She also learned that her publisher wouldn’t pay for the rights to print the breakup letters she wanted to include in the collection. “The advance I got was not money that I could live on; it was money that had to be used to pay permissions for the book,” she said.

Although Mr. Smith said he was able to survive on his advance, he admits that those six-figure deals can quickly dwindle away over the three or four years it takes to write a book. “You’re basically making 30 or 40 grand a year, and that’s not that great of a salary …. It’s really not as much as it seems. These numbers can be very deceptive.”

Yet, still, the dreamers dream. Brendan Sullivan, 25, moved to New York after studying creative writing at Kenyon College in Ohio.

He hasn’t landed a book deal for his novel, but is determined to find a publisher. “Writing has ruined my life and cost me many, many girlfriends,” he wrote in an e-mail. “I have thrown away several careers and one college degree to spend my time working in bars, D.J.’ing in bars and drinking my rejection letters away. I wouldn’t wish this on my worst enemy, and I’ve made many of them since I started …. I also abandoned my agent with words harsher than those I’ve saved for lost loves.”
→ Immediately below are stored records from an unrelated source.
use std::io::Write;

use clap::ValueEnum;
use serde::Serialize;
use shelf_layout::{PlacementRule, PlannedTheme};

use crate::error::Result;
use crate::input::ThemeId;

#[derive(Debug, Clone, Copy, PartialEq, Eq, Default, ValueEnum)]
pub enum OutputFormat {
    #[default]
    Text,
    Json,
}

/// One planned theme as printed by `shelf plan`.
#[derive(Debug, Clone, PartialEq, Eq, Serialize)]
#[serde(rename_all = "camelCase")]
pub struct PlanRow<'a> {
    pub id: &'a ThemeId,
    pub item_count: i64,
    pub naturally_full_width: bool,
    pub is_full_width: bool,
    pub rule: PlacementRule,
}

impl<'a> From<&PlannedTheme<'a, ThemeId>> for PlanRow<'a> {
    fn from(planned: &PlannedTheme<'a, ThemeId>) -> Self {
        Self {
            id: planned.id(),
            item_count: planned.theme.item_count,
            naturally_full_width: planned.decision.naturally_full_width,
            is_full_width: planned.decision.is_full_width,
            rule: planned.decision.rule,
        }
    }
}

pub fn write_plan(
    out: &mut dyn Write,
    planned: &[PlannedTheme<'_, ThemeId>],
    format: OutputFormat,
) -> Result<()> {
    match format {
        OutputFormat::Text => write_text(out, planned),
        OutputFormat::Json => write_json(out, planned),
    }
}

fn write_text(out: &mut dyn Write, planned: &[PlannedTheme<'_, ThemeId>]) -> Result<()> {
    let id_width = planned
        .iter()
        .map(|p| p.id().to_string().len())
        .max()
        .unwrap_or(0)
        .max(2);
    writeln!(out, "{:<id_width$}  {:>5}  {:<4}  rule", "id", "items", "span")?;
    for p in planned {
        let span = if p.is_full_width() { "full" } else { "half" };
        writeln!(
            out,
            "{:<id_width$}  {:>5}  {:<4}  {}",
            p.id().to_string(),
            p.theme.item_count,
            span,
            p.decision.rule
        )?;
    }
    Ok(())
}

fn write_json(out: &mut dyn Write, planned: &[PlannedTheme<'_, ThemeId>]) -> Result<()> {
    let rows: Vec<PlanRow<'_>> = planned.iter().map(PlanRow::from).collect();
    serde_json::to_writer_pretty(&mut *out, &rows)?;
    writeln!(out)?;
    Ok(())
}
#![forbid(unsafe_code)]

//! Cell-unit geometry for card placement.

/// A rectangle in grid cells (0-indexed, origin at top-left).
#[derive(Debug, Clone, Copy, PartialEq, Eq, Hash, Default)]
pub struct Rect {
    /// Left edge (inclusive).
    pub x: u16,
    /// Top edge (inclusive).
    pub y: u16,
    /// Width in cells.
    pub width: u16,
    /// Height in cells.
    pub height: u16,
}

impl Rect {
    /// Create a new rectangle.
    #[inline]
    pub const fn new(x: u16, y: u16, width: u16, height: u16) -> Self {
        Self {
            x,
            y,
            width,
            height,
        }
    }

    /// Create a rectangle from origin with given size.
    #[inline]
    pub const fn from_size(width: u16, height: u16) -> Self {
        Self::new(0, 0, width, height)
    }

    /// Right edge (exclusive).
    #[inline]
    pub const fn right(&self) -> u16 {
        self.x.saturating_add(self.width)
    }

    /// Bottom edge (exclusive).
    #[inline]
    pub const fn bottom(&self) -> u16 {
        self.y.saturating_add(self.height)
    }

    #[inline]
    pub const fn is_empty(&self) -> bool {
        self.width == 0 || self.height == 0
    }

    /// Whether two rectangles share at least one cell.
    #[inline]
    pub const fn overlaps(&self, other: &Rect) -> bool {
        !self.is_empty()
            && !other.is_empty()
            && self.x < other.right()
            && other.x < self.right()
            && self.y < other.bottom()
            && other.y < self.bottom()
    }

    /// Shrink by the given margin, saturating at zero size.
    pub fn inner(&self, margin: Sides) -> Rect {
        Rect {
            x: self.x.saturating_add(margin.left),
            y: self.y.saturating_add(margin.top),
            width: self
                .width
                .saturating_sub(margin.left)
                .saturating_sub(margin.right),
            height: self
                .height
                .saturating_sub(margin.top)
                .saturating_sub(margin.bottom),
        }
    }
}

/// Margin around the card grid.
#[derive(Debug, Clone, Copy, PartialEq, Eq, Default, serde::Serialize, serde::Deserialize)]
#[serde(default)]
pub struct Sides {
    pub top: u16,
    pub right: u16,
    pub bottom: u16,
    pub left: u16,
}

impl Sides {
    /// Equal margin on every side.
    pub const fn all(val: u16) -> Self {
        Self {
            top: val,
            right: val,
            bottom: val,
            left: val,
        }
    }
}
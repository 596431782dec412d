use thiserror::Error;

pub type Result<T> = std::result::Result<T, PlanError>;

/// Caller contract violations rejected by the planner.
///
/// The planner never produces a partial layout: the first violation found
/// aborts the whole call.
#[derive(Debug, Clone, PartialEq, Eq, Error)]
pub enum PlanError {
    #[error("theme at index {index} has negative item count {count}")]
    NegativeItemCount { index: usize, count: i64 },

    #[error("full-width threshold must be positive (got {threshold})")]
    NonPositiveThreshold { threshold: i64 },
}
Mr. Sullivan has held 27 jobs to support his writing career, from selling chapstick on the street to being a night guard in an art gallery (“That was my favorite job ever, because I just sat in a chair and read novels all day,” Mr. Sullivan added.)

He is currently working on his second novel. His first one, well, “There are eight drafts of it—they’re in my basement right now,” he said in a phone interview from his Fort Greene apartment. He trashed the novel after he got into a public fight with his first agent and decided to start anew. “You have to learn how to suppress your gag reflex in order to get anything out. Like in love, you make a lot of mistakes and you learn from them.”

Indeed, despite the heartbreak, the loneliness, the trashed drafts, the rejected proposals, writers will continue to reach for the golden ticket, the fulfillment of their American dream.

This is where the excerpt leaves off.